Take the lines below between the one holding "pub use vector::ByteVector;" and the one holding "of five layouts.", inclusive, and copy them exactly. Add nothing.
======== AVAILABLE RECORDS ========
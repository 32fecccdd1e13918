#![no_std]
#![forbid(unsafe_code)]

//! Byte matrices and vectors over GF(256).
//!
//! Five storage layouts share one operation contract; a factory picks the
//! layout from an expected-density hint. Results are layout-independent;
//! only memory behavior differs.

extern crate alloc;

pub mod dense;
pub mod packed;
pub mod sparse;
pub mod vector;

pub use dense::{FlatMatrix, RowsMatrix};
pub use packed::PackedMatrix;
pub use sparse::{CcsMatrix, CrsMatrix, SparseRow};
pub use vector::ByteVector;

use alloc::vec::Vec;
use rq_core::{RqError, RqResult};
use rq_math::Octet;

/// Storage layout tag.
#[derive(Debug, Clone, Copy, PartialEq, Eq)]
pub enum Layout {
    /// Contiguous row-major backing.
    Dense1D,
    /// One heap vec per row.
    Dense2D,
    /// Eight octets per u64 word.
    Packed2D,
    /// Compressed rows.
    Crs,
    /// Compressed columns.
    Ccs,
}

/// A GF(256) matrix in one of five layouts.
#[derive(Debug, Clone)]
pub enum ByteMatrix {
    Dense1D(FlatMatrix),
    Dense2D(RowsMatrix),
    Packed2D(PackedMatrix),
    Crs(CrsMatrix),
    Ccs(CcsMatrix),
}

impl ByteMatrix {
    pub fn new(layout: Layout, rows: usize, cols: usize) -> Self {
        match layout {
            Layout::Dense1D => Self::Dense1D(FlatMatrix::new(rows, cols)),
            Layout::Dense2D => Self::Dense2D(RowsMatrix::new(rows, cols)),
            Layout::Packed2D => Self::Packed2D(PackedMatrix::new(rows, cols)),
            Layout::Crs => Self::Crs(CrsMatrix::new(rows, cols)),
            Layout::Ccs => Self::Ccs(CcsMatrix::new(rows, cols)),
        }
    }

    /// Factory: pick a layout from the expected number of non-zero entries.
    /// Below one entry in eight the compressed-row form wins; above it the
    /// flat dense form does.
    pub fn with_density(rows: usize, cols: usize, nonzero_estimate: usize) -> Self {
        let cells = rows.saturating_mul(cols);
        if nonzero_estimate.saturating_mul(8) < cells {
            Self::new(Layout::Crs, rows, cols)
        } else {
            Self::new(Layout::Dense1D, rows, cols)
        }
    }

    pub fn identity(layout: Layout, n: usize) -> Self {
        let mut m = Self::new(layout, n, n);
        for i in 0..n {
            // In-bounds by construction.
            let _ = m.set(i, i, Octet::ONE);
        }
        m
    }

    pub fn layout(&self) -> Layout {
        match self {
            Self::Dense1D(_) => Layout::Dense1D,
            Self::Dense2D(_) => Layout::Dense2D,
            Self::Packed2D(_) => Layout::Packed2D,
            Self::Crs(_) => Layout::Crs,
            Self::Ccs(_) => Layout::Ccs,
        }
    }

    pub fn rows(&self) -> usize {
        match self {
            Self::Dense1D(m) => m.rows(),
            Self::Dense2D(m) => m.rows(),
            Self::Packed2D(m) => m.rows(),
            Self::Crs(m) => m.rows(),
            Self::Ccs(m) => m.rows(),
        }
    }

    pub fn cols(&self) -> usize {
        match self {
            Self::Dense1D(m) => m.cols(),
            Self::Dense2D(m) => m.cols(),
            Self::Packed2D(m) => m.cols(),
            Self::Crs(m) => m.cols(),
            Self::Ccs(m) => m.cols(),
        }
    }

    pub fn get(&self, r: usize, c: usize) -> RqResult<Octet> {
        match self {
            Self::Dense1D(m) => m.get(r, c),
            Self::Dense2D(m) => m.get(r, c),
            Self::Packed2D(m) => m.get(r, c),
            Self::Crs(m) => m.get(r, c),
            Self::Ccs(m) => m.get(r, c),
        }
    }

    pub fn set(&mut self, r: usize, c: usize, v: Octet) -> RqResult<()> {
        match self {
            Self::Dense1D(m) => m.set(r, c, v),
            Self::Dense2D(m) => m.set(r, c, v),
            Self::Packed2D(m) => m.set(r, c, v),
            Self::Crs(m) => m.set(r, c, v),
            Self::Ccs(m) => m.set(r, c, v),
        }
    }

    pub fn swap_rows(&mut self, a: usize, b: usize) -> RqResult<()> {
        match self {
            Self::Dense1D(m) => m.swap_rows(a, b),
            Self::Dense2D(m) => m.swap_rows(a, b),
            Self::Packed2D(m) => m.swap_rows(a, b),
            Self::Crs(m) => m.swap_rows(a, b),
            Self::Ccs(m) => m.swap_rows(a, b),
        }
    }

    pub fn swap_columns(&mut self, a: usize, b: usize) -> RqResult<()> {
        match self {
            Self::Dense1D(m) => m.swap_columns(a, b),
            Self::Dense2D(m) => m.swap_columns(a, b),
            Self::Packed2D(m) => m.swap_columns(a, b),
            Self::Crs(m) => m.swap_columns(a, b),
            Self::Ccs(m) => m.swap_columns(a, b),
        }
    }

    /// dest += factor * src over columns [from, to).
    pub fn add_rows(
        &mut self,
        dest: usize,
        src: usize,
        factor: Octet,
        from: usize,
        to: usize,
    ) -> RqResult<()> {
        match self {
            Self::Dense1D(m) => m.add_rows(dest, src, factor, from, to),
            Self::Dense2D(m) => m.add_rows(dest, src, factor, from, to),
            Self::Packed2D(m) => m.add_rows(dest, src, factor, from, to),
            Self::Crs(m) => m.add_rows(dest, src, factor, from, to),
            Self::Ccs(m) => m.add_rows(dest, src, factor, from, to),
        }
    }

    pub fn divide_row(
        &mut self,
        r: usize,
        scalar: Octet,
        from: usize,
        to: usize,
    ) -> RqResult<()> {
        match self {
            Self::Dense1D(m) => m.divide_row(r, scalar, from, to),
            Self::Dense2D(m) => m.divide_row(r, scalar, from, to),
            Self::Packed2D(m) => m.divide_row(r, scalar, from, to),
            Self::Crs(m) => m.divide_row(r, scalar, from, to),
            Self::Ccs(m) => m.divide_row(r, scalar, from, to),
        }
    }

    pub fn resize(&mut self, rows: usize, cols: usize) {
        match self {
            Self::Dense1D(m) => m.resize(rows, cols),
            Self::Dense2D(m) => m.resize(rows, cols),
            Self::Packed2D(m) => m.resize(rows, cols),
            Self::Crs(m) => m.resize(rows, cols),
            Self::Ccs(m) => m.resize(rows, cols),
        }
    }

    /// Non-zero (index, value) pairs of one row over [from, to), ascending.
    pub fn nonzeros_in_row(
        &self,
        r: usize,
        from: usize,
        to: usize,
    ) -> RqResult<Vec<(usize, Octet)>> {
        if r >= self.rows() || from > to || to > self.cols() {
            return Err(RqError::IndexOutOfRange);
        }
        match self {
            Self::Dense1D(m) => m.nonzeros_in_row(r, from, to),
            Self::Crs(m) => Ok(m.row_ref(r)?.nonzeros(from, to).collect()),
            _ => {
                let mut out = Vec::new();
                for c in from..to {
                    let v = self.get(r, c)?;
                    if v != Octet::ZERO {
                        out.push((c, v));
                    }
                }
                Ok(out)
            }
        }
    }

    pub fn count_row_nonzeros(&self, r: usize, from: usize, to: usize) -> RqResult<usize> {
        if r >= self.rows() || from > to || to > self.cols() {
            return Err(RqError::IndexOutOfRange);
        }
        match self {
            Self::Dense1D(m) => m.count_row_nonzeros(r, from, to),
            Self::Crs(m) => Ok(m.row_ref(r)?.count_nonzeros(from, to)),
            _ => Ok(self.nonzeros_in_row(r, from, to)?.len()),
        }
    }

    /// Deep copy of one row, in the matching vector flavor.
    pub fn row(&self, r: usize) -> RqResult<ByteVector> {
        match self {
            Self::Dense1D(m) => m.row_vector(r),
            Self::Dense2D(m) => Ok(ByteVector::from_bytes(m.row(r)?)),
            Self::Crs(m) => m.row(r),
            Self::Ccs(m) => m.row(r),
            Self::Packed2D(_) => {
                if r >= self.rows() {
                    return Err(RqError::IndexOutOfRange);
                }
                let mut out = ByteVector::dense(self.cols());
                for c in 0..self.cols() {
                    out.set(c, self.get(r, c)?)?;
                }
                Ok(out)
            }
        }
    }

    /// Deep copy of one column.
    pub fn column(&self, c: usize) -> RqResult<ByteVector> {
        match self {
            Self::Dense1D(m) => m.column_vector(c),
            Self::Crs(m) => m.column(c),
            Self::Ccs(m) => m.column(c),
            _ => {
                if c >= self.cols() {
                    return Err(RqError::IndexOutOfRange);
                }
                let mut out = ByteVector::dense(self.rows());
                for r in 0..self.rows() {
                    out.set(r, self.get(r, c)?)?;
                }
                Ok(out)
            }
        }
    }

    /// Compose a matrix from a grid of blocks. Every row of blocks must
    /// agree on height, every column of blocks on width, and the grid must
    /// be rectangular; anything else is a DimensionMismatch.
    pub fn from_blocks(layout: Layout, grid: &[&[&ByteMatrix]]) -> RqResult<Self> {
        if grid.is_empty() || grid[0].is_empty() {
            return Err(RqError::DimensionMismatch);
        }
        let block_cols = grid[0].len();
        let mut total_rows = 0;
        let mut total_cols = 0;
        for (bi, band) in grid.iter().enumerate() {
            if band.len() != block_cols {
                return Err(RqError::DimensionMismatch);
            }
            let height = band[0].rows();
            let mut band_cols = 0;
            for (bj, block) in band.iter().enumerate() {
                if block.rows() != height {
                    return Err(RqError::DimensionMismatch);
                }
                if bi > 0 && block.cols() != grid[0][bj].cols() {
                    return Err(RqError::DimensionMismatch);
                }
                band_cols += block.cols();
            }
            if bi == 0 {
                total_cols = band_cols;
            }
            total_rows += height;
        }

        let mut out = Self::new(layout, total_rows, total_cols);
        let mut row_base = 0;
        for band in grid {
            let mut col_base = 0;
            for block in band.iter() {
                for r in 0..block.rows() {
                    for (c, v) in block.nonzeros_in_row(r, 0, block.cols())? {
                        out.set(row_base + r, col_base + c, v)?;
                    }
                }
                col_base += block.cols();
            }
            row_base += grid_band_height(band);
        }
        Ok(out)
    }

    /// y = A * x over GF(256).
    pub fn mul_vec(&self, x: &ByteVector) -> RqResult<ByteVector> {
        if x.len() != self.cols() {
            return Err(RqError::DimensionMismatch);
        }
        let mut y = ByteVector::dense(self.rows());
        for r in 0..self.rows() {
            let mut acc = Octet::ZERO;
            for (c, v) in self.nonzeros_in_row(r, 0, self.cols())? {
                acc = acc.add(v.mul(x.get(c)?));
            }
            y.set(r, acc)?;
        }
        Ok(y)
    }

    /// Flatten into the contiguous dense layout.
    pub fn to_flat(&self) -> FlatMatrix {
        match self {
            Self::Dense1D(m) => m.clone(),
            _ => {
                let mut out = FlatMatrix::new(self.rows(), self.cols());
                for r in 0..self.rows() {
                    for (c, v) in self
                        .nonzeros_in_row(r, 0, self.cols())
                        .unwrap_or_default()
                    {
                        let _ = out.set(r, c, v);
                    }
                }
                out
            }
        }
    }

    /// Matrix product. Sparse x sparse walks non-zeros and yields a
    /// compressed result; anything dense goes through the blocked dense path.
    pub fn mul(&self, rhs: &ByteMatrix) -> RqResult<ByteMatrix> {
        if self.cols() != rhs.rows() {
            return Err(RqError::DimensionMismatch);
        }
        let sparse_pair = matches!(self, Self::Crs(_) | Self::Ccs(_))
            && matches!(rhs, Self::Crs(_) | Self::Ccs(_));
        if sparse_pair {
            let mut out = CrsMatrix::new(self.rows(), rhs.cols());
            for i in 0..self.rows() {
                for (k, a) in self.nonzeros_in_row(i, 0, self.cols())? {
                    for (j, b) in rhs.nonzeros_in_row(k, 0, rhs.cols())? {
                        let cur = out.get(i, j)?;
                        out.set(i, j, cur.add(a.mul(b)))?;
                    }
                }
            }
            return Ok(Self::Crs(out));
        }
        Ok(Self::Dense1D(self.to_flat().mul(&rhs.to_flat())?))
    }
}

fn grid_band_height(band: &[&ByteMatrix]) -> usize {
    band[0].rows()
}

/// Layout-independent logical equality.
impl PartialEq for ByteMatrix {
    fn eq(&self, other: &Self) -> bool {
        if self.rows() != other.rows() || self.cols() != other.cols() {
            return false;
        }
        self.to_flat() == other.to_flat()
    }
}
========
» **SOLUTION TO THIS EXERCISE**
pub use vector::ByteVector;

use alloc::vec::Vec;
use rq_core::{RqError, RqResult};
use rq_math::Octet;

/// Storage layout tag.
#[derive(Debug, Clone, Copy, PartialEq, Eq)]
pub enum Layout {
    /// Contiguous row-major backing.
    Dense1D,
    /// One heap vec per row.
    Dense2D,
    /// Eight octets per u64 word.
    Packed2D,
    /// Compressed rows.
    Crs,
    /// Compressed columns.
    Ccs,
}

/// A GF(256) matrix in one of five layouts.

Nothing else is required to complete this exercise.